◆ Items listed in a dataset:

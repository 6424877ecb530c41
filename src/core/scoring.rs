use crate::models::{Requirement, Listing, MatchBreakdown, MatchWeights, MatchThresholds, MatchConfig};
use crate::core::{
    bands::{banded_score, BandPolicy, Bounds, ScoreError},
    distance::haversine_miles,
};

/// Calculate the per-dimension scores and weighted composite for a listing
///
/// Scoring formula:
/// overall = (
///     distance_score * 0.3 +      # Within 2mi = 100, fades out by 10mi
///     budget_score * 0.3 +        # Within 10% of budget = 100, fades out by 25%
///     bedroom_score * 0.2 +       # Within range = 100, fades out by ±2
///     bathroom_score * 0.2        # Within range = 100, fades out by ±2
/// )
pub fn calculate_match_score(
    requirement: &Requirement,
    listing: &Listing,
    config: &MatchConfig,
) -> MatchBreakdown {
    let thresholds = &config.thresholds;

    let distance_score = calculate_distance_score(requirement, listing, thresholds);
    let budget_score = calculate_budget_score(requirement, listing, thresholds);
    let bedroom_score = calculate_bedroom_score(requirement, listing, thresholds);
    let bathroom_score = calculate_bathroom_score(requirement, listing, thresholds);

    let overall = weighted_score(
        [distance_score, budget_score, bedroom_score, bathroom_score],
        &config.weights,
    );

    MatchBreakdown {
        overall_score: round2(overall),
        distance_score: round2(distance_score),
        budget_score: round2(budget_score),
        bedroom_score: round2(bedroom_score),
        bathroom_score: round2(bathroom_score),
    }
}

/// Combine dimension scores (distance, budget, bedrooms, bathrooms)
#[inline]
pub fn weighted_score(scores: [f64; 4], weights: &MatchWeights) -> f64 {
    let [distance, budget, bedrooms, bathrooms] = scores;
    distance * weights.distance
        + budget * weights.budget
        + bedrooms * weights.bedrooms
        + bathrooms * weights.bathrooms
}

/// Distance score (0-100) from the requirement's center point
pub fn calculate_distance_score(
    requirement: &Requirement,
    listing: &Listing,
    thresholds: &MatchThresholds,
) -> f64 {
    or_zero(distance_score(requirement, listing, thresholds))
}

/// Budget score (0-100); band widths scale with the average budget
pub fn calculate_budget_score(
    requirement: &Requirement,
    listing: &Listing,
    thresholds: &MatchThresholds,
) -> f64 {
    or_zero(budget_score(requirement, listing, thresholds))
}

/// Bedroom count score (0-100)
pub fn calculate_bedroom_score(
    requirement: &Requirement,
    listing: &Listing,
    thresholds: &MatchThresholds,
) -> f64 {
    or_zero(room_score(
        "bedrooms",
        requirement.min_bedrooms,
        requirement.max_bedrooms,
        listing.bedrooms,
        thresholds,
    ))
}

/// Bathroom count score (0-100)
pub fn calculate_bathroom_score(
    requirement: &Requirement,
    listing: &Listing,
    thresholds: &MatchThresholds,
) -> f64 {
    or_zero(room_score(
        "bathrooms",
        requirement.min_bathrooms,
        requirement.max_bathrooms,
        listing.bathrooms,
        thresholds,
    ))
}

fn distance_score(
    requirement: &Requirement,
    listing: &Listing,
    thresholds: &MatchThresholds,
) -> Result<f64, ScoreError> {
    let (Some(lat1), Some(lon1)) = (requirement.lat, requirement.lon) else {
        return Err(ScoreError::MalformedValue("requirement location"));
    };
    let (Some(lat2), Some(lon2)) = (listing.lat, listing.lon) else {
        return Err(ScoreError::MalformedValue("listing location"));
    };

    let miles = haversine_miles(lat1, lon1, lat2, lon2);

    Ok(banded_score(
        miles,
        Bounds::point(0.0),
        BandPolicy {
            perfect: thresholds.distance_perfect,
            acceptable: thresholds.distance_max,
            floor: thresholds.min_match_percentage,
        },
    ))
}

fn budget_score(
    requirement: &Requirement,
    listing: &Listing,
    thresholds: &MatchThresholds,
) -> Result<f64, ScoreError> {
    let bounds = Bounds::resolve("budget", requirement.min_budget, requirement.max_budget)?;
    let price = listing.price.ok_or(ScoreError::MalformedValue("price"))?;

    let average = bounds.midpoint();

    Ok(banded_score(
        price,
        bounds,
        BandPolicy {
            perfect: average * thresholds.budget_perfect / 100.0,
            acceptable: average * thresholds.budget_max / 100.0,
            floor: thresholds.min_match_percentage,
        },
    ))
}

fn room_score(
    dimension: &'static str,
    min: Option<u32>,
    max: Option<u32>,
    rooms: Option<u32>,
    thresholds: &MatchThresholds,
) -> Result<f64, ScoreError> {
    let bounds = Bounds::resolve(dimension, min, max)?;
    let rooms = rooms.ok_or(ScoreError::MalformedValue(dimension))?;

    Ok(banded_score(
        rooms as f64,
        bounds,
        BandPolicy {
            perfect: thresholds.rooms_perfect as f64,
            acceptable: thresholds.rooms_max as f64,
            floor: thresholds.min_match_percentage,
        },
    ))
}

#[inline]
fn or_zero(result: Result<f64, ScoreError>) -> f64 {
    result.unwrap_or_else(|reason| {
        tracing::trace!("Dimension scored 0: {}", reason);
        0.0
    })
}

/// Round to 2 decimal places, half away from zero
#[inline]
pub fn round2(value: f64) -> f64 {
    (value * 100.0).round() / 100.0
}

◆ Task requirements:
Go through the data and copy each line exactly as it was written.

◆ Output for this task:
repository 6424877ecb530c41
filename src/core/scoring.rs
use crate::models::{Requirement, Listing, MatchBreakdown, MatchWeights, MatchThresholds, MatchConfig};
use crate::core::{
    bands::{banded_score, BandPolicy, Bounds, ScoreError},
    distance::haversine_miles,
};

/// Calculate the per-dimension scores and weighted composite for a listing
///
/// Scoring formula:
/// overall = (
///     distance_score * 0.3 +      # Within 2mi = 100, fades out by 10mi
///     budget_score * 0.3 +        # Within 10% of budget = 100, fades out by 25%
///     bedroom_score * 0.2 +       # Within range = 100, fades out by ±2
///     bathroom_score * 0.2        # Within range = 100, fades out by ±2
/// )
pub fn calculate_match_score(
    requirement: &Requirement,
    listing: &Listing,
    config: &MatchConfig,
) -> MatchBreakdown {
    let thresholds = &config.thresholds;

    let distance_score = calculate_distance_score(requirement, listing, thresholds);
    let budget_score = calculate_budget_score(requirement, listing, thresholds);
    let bedroom_score = calculate_bedroom_score(requirement, listing, thresholds);
    let bathroom_score = calculate_bathroom_score(requirement, listing, thresholds);

    let overall = weighted_score(
        [distance_score, budget_score, bedroom_score, bathroom_score],
        &config.weights,
    );

    MatchBreakdown {
        overall_score: round2(overall),
        distance_score: round2(distance_score),
        budget_score: round2(budget_score),
        bedroom_score: round2(bedroom_score),
        bathroom_score: round2(bathroom_score),
    }
}

/// Combine dimension scores (distance, budget, bedrooms, bathrooms)
#[inline]
pub fn weighted_score(scores: [f64; 4], weights: &MatchWeights) -> f64 {
    let [distance, budget, bedrooms, bathrooms] = scores;
    distance * weights.distance
        + budget * weights.budget
        + bedrooms * weights.bedrooms
        + bathrooms * weights.bathrooms
}

/// Distance score (0-100) from the requirement's center point
pub fn calculate_distance_score(
    requirement: &Requirement,
    listing: &Listing,
    thresholds: &MatchThresholds,
) -> f64 {
    or_zero(distance_score(requirement, listing, thresholds))
}

/// Budget score (0-100); band widths scale with the average budget
pub fn calculate_budget_score(
    requirement: &Requirement,
    listing: &Listing,
    thresholds: &MatchThresholds,
) -> f64 {
    or_zero(budget_score(requirement, listing, thresholds))
}

/// Bedroom count score (0-100)
pub fn calculate_bedroom_score(
    requirement: &Requirement,
    listing: &Listing,
    thresholds: &MatchThresholds,
) -> f64 {
    or_zero(room_score(
        "bedrooms",
        requirement.min_bedrooms,
        requirement.max_bedrooms,
        listing.bedrooms,
        thresholds,
    ))
}

/// Bathroom count score (0-100)
pub fn calculate_bathroom_score(
    requirement: &Requirement,
    listing: &Listing,
    thresholds: &MatchThresholds,
) -> f64 {
    or_zero(room_score(
        "bathrooms",
        requirement.min_bathrooms,
        requirement.max_bathrooms,
        listing.bathrooms,
        thresholds,
    ))
}

fn distance_score(
    requirement: &Requirement,
    listing: &Listing,
    thresholds: &MatchThresholds,
) -> Result<f64, ScoreError> {
    let (Some(lat1), Some(lon1)) = (requirement.lat, requirement.lon) else {
        return Err(ScoreError::MalformedValue("requirement location"));
    };
    let (Some(lat2), Some(lon2)) = (listing.lat, listing.lon) else {
        return Err(ScoreError::MalformedValue("listing location"));
    };

    let miles = haversine_miles(lat1, lon1, lat2, lon2);

    Ok(banded_score(
        miles,
        Bounds::point(0.0),
        BandPolicy {
            perfect: thresholds.distance_perfect,
            acceptable: thresholds.distance_max,
            floor: thresholds.min_match_percentage,
        },
    ))
}

fn budget_score(
    requirement: &Requirement,
    listing: &Listing,
    thresholds: &MatchThresholds,
) -> Result<f64, ScoreError> {
    let bounds = Bounds::resolve("budget", requirement.min_budget, requirement.max_budget)?;
    let price = listing.price.ok_or(ScoreError::MalformedValue("price"))?;

    let average = bounds.midpoint();

    Ok(banded_score(
        price,
        bounds,
        BandPolicy {
            perfect: average * thresholds.budget_perfect / 100.0,
            acceptable: average * thresholds.budget_max / 100.0,
            floor: thresholds.min_match_percentage,
        },
    ))
}

fn room_score(
    dimension: &'static str,
    min: Option<u32>,
    max: Option<u32>,
    rooms: Option<u32>,
    thresholds: &MatchThresholds,
) -> Result<f64, ScoreError> {
    let bounds = Bounds::resolve(dimension, min, max)?;
    let rooms = rooms.ok_or(ScoreError::MalformedValue(dimension))?;

    Ok(banded_score(
        rooms as f64,
        bounds,
        BandPolicy {
            perfect: thresholds.rooms_perfect as f64,
            acceptable: thresholds.rooms_max as f64,
            floor: thresholds.min_match_percentage,
        },
    ))
}

#[inline]
fn or_zero(result: Result<f64, ScoreError>) -> f64 {
    result.unwrap_or_else(|reason| {
        tracing::trace!("Dimension scored 0: {}", reason);
        0.0
    })
}

/// Round to 2 decimal places, half away from zero
#[inline]
pub fn round2(value: f64) -> f64 {
    (value * 100.0).round() / 100.0
}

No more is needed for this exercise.